Segment Start: Provided data
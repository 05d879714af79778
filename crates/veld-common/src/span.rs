//! Source location tracking.

/// A half-open byte range into a source file.
#[derive(Debug, Clone, Copy, PartialEq, Eq, Hash, Default)]
pub struct Span {
    pub start: u32,
    pub length: u32,
}

impl Span {
    pub fn new(start: u32, length: u32) -> Self {
        Self { start, length }
    }

    pub fn end(self) -> u32 {
        self.start + self.length
    }
}
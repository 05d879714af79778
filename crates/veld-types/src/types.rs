//! Type representation.

use crate::aggregate::AggregateId;
use crate::quals::Qualifiers;

/// An interned type handle.
///
/// Two `TypeId`s are equal exactly when the types they denote are
/// structurally equal (including qualifiers); see [`crate::TypeTable`].
#[derive(Debug, Clone, Copy, PartialEq, Eq, Hash, PartialOrd, Ord)]
pub struct TypeId(pub(crate) u32);

impl TypeId {
    /// The error sentinel. Pre-interned at slot 0 of every table.
    ///
    /// Resolution failures produce this type instead of raising; callers
    /// must check for it before using a resolved type.
    pub const ERROR: TypeId = TypeId(0);

    pub fn index(self) -> usize {
        self.0 as usize
    }

    pub fn is_error(self) -> bool {
        self == Self::ERROR
    }
}

/// The unqualified shape of a type.
#[derive(Debug, Clone, Copy, PartialEq, Eq, Hash)]
pub enum TypeKind {
    Error,
    Bool,
    Int32,
    Int64,
    Float64,
    Str,
    Aggregate(AggregateId),
}

impl TypeKind {
    /// Single-character code used in identity keys, mirroring the style of
    /// mangled type signatures.
    pub(crate) fn key_code(self) -> &'static str {
        match self {
            TypeKind::Error => "e",
            TypeKind::Bool => "b",
            TypeKind::Int32 => "i",
            TypeKind::Int64 => "l",
            TypeKind::Float64 => "d",
            TypeKind::Str => "a",
            TypeKind::Aggregate(_) => "",
        }
    }
}

/// An interned type: a kind plus qualifiers.
#[derive(Debug, Clone, Copy, PartialEq, Eq, Hash)]
pub struct TypeData {
    pub kind: TypeKind,
    pub quals: Qualifiers,
}
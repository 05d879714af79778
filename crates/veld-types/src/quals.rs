//! Type qualifiers and receiver qualifiers.

use bitflags::bitflags;

bitflags! {
    /// Qualifiers attached to a type.
    ///
    /// `WILD` is the "adopt the caller's qualifiers" qualifier: a wild method
    /// return takes on the qualifiers of the receiver it was invoked through.
    #[derive(Debug, Clone, Copy, PartialEq, Eq, Hash, Default)]
    pub struct Qualifiers: u8 {
        const CONST = 1 << 0;
        const WILD = 1 << 1;
    }
}

impl Qualifiers {
    /// Short display form used in identity keys and diagnostics.
    pub fn describe(self) -> &'static str {
        match (self.contains(Self::CONST), self.contains(Self::WILD)) {
            (false, false) => "mutable",
            (true, false) => "const",
            (false, true) => "wild",
            (true, true) => "const wild",
        }
    }
}

/// The implicit-receiver qualifier of a method overload.
#[derive(Debug, Clone, Copy, PartialEq, Eq)]
pub enum ReceiverQual {
    /// Requires an unqualified receiver.
    Mutable,
    /// Accepts any receiver.
    Const,
    /// Accepts any receiver, substituting its qualifiers into the return type.
    Wild,
}

impl ReceiverQual {
    /// Whether an overload with this receiver can be invoked through a
    /// receiver carrying `source` qualifiers.
    pub fn accepts(self, source: Qualifiers) -> bool {
        match self {
            ReceiverQual::Mutable => !source.contains(Qualifiers::CONST),
            ReceiverQual::Const | ReceiverQual::Wild => true,
        }
    }

    /// Whether this overload is an exact qualifier match for `source`,
    /// as opposed to merely accepting it.
    pub fn is_exact_for(self, source: Qualifiers) -> bool {
        match self {
            ReceiverQual::Mutable => source.is_empty(),
            ReceiverQual::Const => source.contains(Qualifiers::CONST),
            ReceiverQual::Wild => source.contains(Qualifiers::WILD),
        }
    }
}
Segment End: Provided data
■ **What you need to do**
Each line in the records that carries "Debug" must be copied out.

■ **Answer to this problem**
#[derive(Debug, Clone, Copy, PartialEq, Eq, Hash, Default)]
#[derive(Debug, Clone, Copy, PartialEq, Eq, Hash, PartialOrd, Ord)]
#[derive(Debug, Clone, Copy, PartialEq, Eq, Hash)]
#[derive(Debug, Clone, Copy, PartialEq, Eq, Hash)]
    #[derive(Debug, Clone, Copy, PartialEq, Eq, Hash, Default)]
#[derive(Debug, Clone, Copy, PartialEq, Eq)]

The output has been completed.